//! Background job scheduling

pub mod scanner;

use std::sync::Arc;

use anyhow::Result;
use async_trait::async_trait;
use tokio::sync::Mutex;
use tokio_cron_scheduler::{Job, JobScheduler};
use tracing::info;

use crate::services::ScannerService;
use crate::services::manager::{Service, ServiceHealth};

/// Initialize and start the job scheduler
pub async fn start_scheduler(
    scanner_service: Arc<ScannerService>,
    schedule: &str,
) -> Result<JobScheduler> {
    let scheduler = JobScheduler::new().await?;

    let scanner = scanner_service.clone();
    let scanner_job = Job::new_async(schedule, move |_uuid, _l| {
        let scanner = scanner.clone();
        Box::pin(async move {
            info!("Running library scanner");
            if let Err(e) = scanner::run_scan(scanner).await {
                tracing::error!("Scanner error: {:#}", e);
            }
        })
    })?;
    scheduler.add(scanner_job).await?;

    scheduler.start().await?;

    info!(schedule, "Job scheduler started");
    Ok(scheduler)
}

/// Runs library scans on a cron schedule while started
pub struct ScanSchedulerService {
    scanner: Arc<ScannerService>,
    schedule: String,
    scheduler: Mutex<Option<JobScheduler>>,
}

impl ScanSchedulerService {
    pub fn new(scanner: Arc<ScannerService>, schedule: impl Into<String>) -> Self {
        Self {
            scanner,
            schedule: schedule.into(),
            scheduler: Mutex::new(None),
        }
    }
}

#[async_trait]
impl Service for ScanSchedulerService {
    fn name(&self) -> &str {
        "scan_scheduler"
    }

    fn dependencies(&self) -> Vec<String> {
        vec!["thumbnail_worker".to_string()]
    }

    async fn start(&self) -> Result<()> {
        let mut guard = self.scheduler.lock().await;
        if guard.is_none() {
            *guard = Some(start_scheduler(self.scanner.clone(), &self.schedule).await?);
        }
        Ok(())
    }

    async fn stop(&self) -> Result<()> {
        if let Some(mut scheduler) = self.scheduler.lock().await.take() {
            scheduler.shutdown().await?;
            info!("Job scheduler stopped");
        }
        Ok(())
    }

    async fn health(&self) -> Result<ServiceHealth> {
        if self.scheduler.lock().await.is_some() {
            Ok(ServiceHealth::healthy())
        } else {
            Ok(ServiceHealth::unhealthy("Scan scheduler is stopped"))
        }
    }
}
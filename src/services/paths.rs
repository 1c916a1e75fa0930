//! Path classification against the configured library roots

use std::path::{Component, Path, PathBuf};

/// Lexically normalize a path.
///
/// Relative paths are resolved against the current directory, `.` components
/// are dropped and `..` pops the previous component. Symlinks are not resolved.
pub fn normalize(path: &Path) -> PathBuf {
    let absolute = if path.is_absolute() {
        path.to_path_buf()
    } else {
        std::env::current_dir()
            .map(|cwd| cwd.join(path))
            .unwrap_or_else(|_| path.to_path_buf())
    };

    let mut out = PathBuf::new();
    for component in absolute.components() {
        match component {
            Component::CurDir => {}
            Component::ParentDir => {
                out.pop();
            }
            other => out.push(other.as_os_str()),
        }
    }
    out
}

/// Comparison key: normalized, and lower-cased where the filesystem is case-insensitive
fn comparison_key(path: &Path) -> PathBuf {
    let normalized = normalize(path);
    if cfg!(any(windows, target_os = "macos")) {
        PathBuf::from(normalized.to_string_lossy().to_lowercase())
    } else {
        normalized
    }
}

/// Whether `path` lies under any of `roots`.
///
/// Matching is component-wise: `/lib2/a.mp4` is not under `/lib`.
pub fn is_within_roots<P: AsRef<Path>>(path: &Path, roots: &[P]) -> bool {
    if roots.is_empty() {
        return false;
    }
    let candidate = comparison_key(path);
    roots
        .iter()
        .any(|root| candidate.starts_with(comparison_key(root.as_ref())))
}

#[cfg(test)]
mod tests {
    use super::*;

    #[test]
    fn test_normalize_resolves_dots() {
        assert_eq!(
            normalize(Path::new("/lib/./Comedy/../Drama/a.mp4")),
            PathBuf::from("/lib/Drama/a.mp4")
        );
    }

    #[test]
    fn test_relative_path_becomes_absolute() {
        assert!(normalize(Path::new("videos/a.mp4")).is_absolute());
    }

    #[test]
    fn test_within_roots() {
        let roots = [PathBuf::from("/lib"), PathBuf::from("/other/")];
        assert!(is_within_roots(Path::new("/lib/a.mp4"), &roots));
        assert!(is_within_roots(Path::new("/lib/deep/er/a.mp4"), &roots));
        assert!(is_within_roots(Path::new("/other/x.mkv"), &roots));
        assert!(!is_within_roots(Path::new("/elsewhere/a.mp4"), &roots));
    }

    #[test]
    fn test_prefix_is_component_wise() {
        let roots = [PathBuf::from("/lib")];
        assert!(!is_within_roots(Path::new("/lib2/a.mp4"), &roots));
        assert!(!is_within_roots(Path::new("/library/a.mp4"), &roots));
    }

    #[test]
    fn test_dot_dot_escapes_root() {
        let roots = [PathBuf::from("/lib")];
        assert!(!is_within_roots(Path::new("/lib/../etc/a.mp4"), &roots));
    }

    #[test]
    fn test_empty_roots() {
        let roots: [PathBuf; 0] = [];
        assert!(!is_within_roots(Path::new("/lib/a.mp4"), &roots));
    }
}
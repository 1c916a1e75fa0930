//! Animated thumbnail generation
//!
//! A thumbnail is a short looping GIF cut from the middle of the video:
//!
//! 1. ffprobe reports frame count and frame rate
//! 2. [`plan_clip`] picks a window of frames around the midpoint
//! 3. ffmpeg decodes every `step`-th frame of that window to raw RGB on stdout
//! 4. each frame is shrunk to fit `max_size` as soon as it is read
//! 5. the frames are encoded as a GIF into `<dest>.tmp`, then renamed into place

use std::ffi::OsString;
use std::path::{Path, PathBuf};
use std::process::Stdio;
use std::time::Duration;

use image::codecs::gif::{GifEncoder, Repeat};
use image::imageops::FilterType;
use image::{Delay, DynamicImage, Frame, RgbImage, RgbaImage};
use sha2::{Digest, Sha256};
use tokio::io::{AsyncReadExt, BufReader};
use tokio::process::Command;
use tracing::{debug, warn};

use crate::config::ThumbnailConfig;
use crate::services::ffmpeg::FfmpegService;

/// Stable thumbnail identifier for a video path
pub fn thumbnail_id(path: &str) -> String {
    let hash = format!("{:x}", Sha256::digest(path.as_bytes()));
    hash[..32].to_string()
}

#[derive(Debug, thiserror::Error)]
pub enum ThumbnailError {
    #[error("failed to probe '{path}': {message}")]
    Probe { path: PathBuf, message: String },

    #[error("'{path}' has no usable video stream (frames: {frame_count}, fps: {fps})")]
    InvalidStream {
        path: PathBuf,
        frame_count: u64,
        fps: f64,
    },

    #[error("ffmpeg failed to decode '{path}': {message}")]
    Decode { path: PathBuf, message: String },

    #[error("frame rate {0} does not give a representable frame delay")]
    InvalidFps(f64),

    #[error("no frames decoded from '{0}'")]
    NoFrames(PathBuf),

    #[error("failed to encode animation: {0}")]
    Encode(#[from] image::ImageError),

    #[error(transparent)]
    Io(#[from] std::io::Error),
}

/// Shape of the generated clip
#[derive(Debug, Clone, Copy, PartialEq)]
pub struct ClipSettings {
    /// Clip length in seconds
    pub clip_duration: f64,
    /// Output frames per second
    pub fps: f64,
    /// Largest allowed width or height
    pub max_size: u32,
}

impl From<&ThumbnailConfig> for ClipSettings {
    fn from(config: &ThumbnailConfig) -> Self {
        Self {
            clip_duration: config.duration,
            fps: config.fps,
            max_size: config.max_size,
        }
    }
}

/// Which source frames end up in the clip
#[derive(Debug, Clone, Copy, PartialEq, Eq)]
pub struct ClipPlan {
    /// First source frame to consider
    pub start_frame: u64,
    /// Take every `step`-th frame from `start_frame`
    pub step: u64,
    /// Number of frames in the output
    pub target_frames: u64,
}

/// Center a clip of `settings.clip_duration` seconds on the middle frame
pub fn plan_clip(settings: &ClipSettings, frame_count: u64, source_fps: f64) -> ClipPlan {
    let target_frames = ((settings.clip_duration * settings.fps).round() as u64).max(1);
    let span = settings.clip_duration * source_fps;
    let step = ((span / target_frames as f64).floor() as u64).max(1);
    let midpoint = frame_count / 2;
    let start_frame = midpoint.saturating_sub(target_frames * step / 2);

    ClipPlan {
        start_frame,
        step,
        target_frames,
    }
}

/// Scale `(width, height)` down to fit in a `max_size` square, keeping aspect ratio
pub fn fit_within(width: u32, height: u32, max_size: u32) -> (u32, u32) {
    if width <= max_size && height <= max_size {
        return (width, height);
    }
    let scale = f64::from(max_size) / f64::from(width.max(height));
    let w = ((f64::from(width) * scale).round() as u32).clamp(1, max_size);
    let h = ((f64::from(height) * scale).round() as u32).clamp(1, max_size);
    (w, h)
}

fn shrink_frame(frame: RgbImage, max_size: u32) -> RgbaImage {
    let (w, h) = fit_within(frame.width(), frame.height(), max_size);
    let frame = if (w, h) == frame.dimensions() {
        frame
    } else {
        image::imageops::resize(&frame, w, h, FilterType::Triangle)
    };
    DynamicImage::ImageRgb8(frame).into_rgba8()
}

/// Encode `frames` as an infinitely looping GIF at `dest`.
///
/// The file is written to `<dest>.tmp` and renamed, so `dest` either keeps its
/// previous content or holds the complete new animation.
pub fn write_animation(frames: Vec<RgbaImage>, dest: &Path, fps: f64) -> Result<(), ThumbnailError> {
    let frame_time = Duration::try_from_secs_f64(1.0 / fps).map_err(|_| ThumbnailError::InvalidFps(fps))?;
    let delay = Delay::from_saturating_duration(frame_time);

    if let Some(parent) = dest.parent().filter(|p| !p.as_os_str().is_empty()) {
        std::fs::create_dir_all(parent)?;
    }

    let mut bytes = Vec::new();
    {
        let mut encoder = GifEncoder::new_with_speed(&mut bytes, 10);
        encoder.set_repeat(Repeat::Infinite)?;
        encoder.encode_frames(
            frames
                .into_iter()
                .map(|buffer| Frame::from_parts(buffer, 0, 0, delay)),
        )?;
    }

    let mut tmp = OsString::from(dest.as_os_str());
    tmp.push(".tmp");
    let tmp = PathBuf::from(tmp);

    let written = std::fs::write(&tmp, &bytes).and_then(|()| std::fs::rename(&tmp, dest));
    if let Err(e) = written {
        let _ = std::fs::remove_file(&tmp);
        return Err(e.into());
    }
    Ok(())
}

/// Produces one animated thumbnail per call
#[derive(Debug, Clone)]
pub struct ThumbnailGenerator {
    ffmpeg: FfmpegService,
    settings: ClipSettings,
}

impl ThumbnailGenerator {
    pub fn new(ffmpeg: FfmpegService, settings: ClipSettings) -> Self {
        Self { ffmpeg, settings }
    }

    /// Generate the animated thumbnail for `source` at `dest`
    pub async fn generate(&self, source: &Path, dest: &Path) -> Result<(), ThumbnailError> {
        let probe = self
            .ffmpeg
            .probe(source)
            .await
            .map_err(|e| ThumbnailError::Probe {
                path: source.to_path_buf(),
                message: format!("{e:#}"),
            })?;

        if probe.frame_count == 0 || !(probe.fps > 0.0) || probe.width == 0 || probe.height == 0 {
            return Err(ThumbnailError::InvalidStream {
                path: source.to_path_buf(),
                frame_count: probe.frame_count,
                fps: probe.fps,
            });
        }

        let plan = plan_clip(&self.settings, probe.frame_count, probe.fps);
        debug!(
            path = %source.display(),
            start_frame = plan.start_frame,
            step = plan.step,
            target_frames = plan.target_frames,
            "Planned thumbnail clip"
        );

        let frames = self
            .decode_frames(source, probe.width, probe.height, probe.fps, &plan)
            .await?;
        if frames.is_empty() {
            return Err(ThumbnailError::NoFrames(source.to_path_buf()));
        }

        let dest = dest.to_path_buf();
        let fps = self.settings.fps;
        tokio::task::spawn_blocking(move || write_animation(frames, &dest, fps))
            .await
            .map_err(std::io::Error::other)?
    }

    async fn decode_frames(
        &self,
        source: &Path,
        width: u32,
        height: u32,
        source_fps: f64,
        plan: &ClipPlan,
    ) -> Result<Vec<RgbaImage>, ThumbnailError> {
        let start_secs = plan.start_frame as f64 / source_fps;

        let mut child = Command::new(self.ffmpeg.ffmpeg_path())
            .args(["-hide_banner", "-loglevel", "error", "-nostdin"])
            .args(["-ss", &format!("{start_secs:.3}")])
            .arg("-noautorotate")
            .arg("-i")
            .arg(source)
            .args(["-an", "-sn", "-dn"])
            .args(["-vf", &format!("select=not(mod(n\\,{}))", plan.step)])
            .args(["-fps_mode", "passthrough"])
            .args(["-frames:v", &plan.target_frames.to_string()])
            .args(["-f", "rawvideo", "-pix_fmt", "rgb24", "pipe:1"])
            .stdin(Stdio::null())
            .stdout(Stdio::piped())
            .stderr(Stdio::piped())
            .kill_on_drop(true)
            .spawn()?;

        let stdout = child
            .stdout
            .take()
            .ok_or_else(|| std::io::Error::other("ffmpeg stdout not captured"))?;
        let stderr_task = child.stderr.take().map(|mut stderr| {
            tokio::spawn(async move {
                let mut text = String::new();
                let _ = stderr.read_to_string(&mut text).await;
                text
            })
        });

        let frame_len = width as usize * height as usize * 3;
        let max_size = self.settings.max_size;
        let mut reader = BufReader::new(stdout);
        let mut frames = Vec::with_capacity(plan.target_frames as usize);

        while (frames.len() as u64) < plan.target_frames {
            let mut buf = vec![0u8; frame_len];
            match reader.read_exact(&mut buf).await {
                Ok(_) => {}
                Err(e) if e.kind() == std::io::ErrorKind::UnexpectedEof => break,
                Err(e) => return Err(e.into()),
            }
            let Some(frame) = RgbImage::from_raw(width, height, buf) else {
                break;
            };
            let shrunk = tokio::task::spawn_blocking(move || shrink_frame(frame, max_size))
                .await
                .map_err(std::io::Error::other)?;
            frames.push(shrunk);
        }
        drop(reader);

        let status = child.wait().await?;
        let stderr = match stderr_task {
            Some(task) => task.await.unwrap_or_default(),
            None => String::new(),
        };

        if !status.success() {
            if frames.is_empty() {
                return Err(ThumbnailError::Decode {
                    path: source.to_path_buf(),
                    message: if stderr.trim().is_empty() {
                        format!("exit status {status}")
                    } else {
                        stderr.trim().to_string()
                    },
                });
            }
            warn!(
                path = %source.display(),
                frames = frames.len(),
                stderr = %stderr.trim(),
                "ffmpeg exited with an error after producing frames"
            );
        }

        Ok(frames)
    }
}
================
The task: Each line of the listing that contains the word "paths" must be copied.

Exercise answer:
filename src/services/paths.rs
/// Relative paths are resolved against the current directory, `.` components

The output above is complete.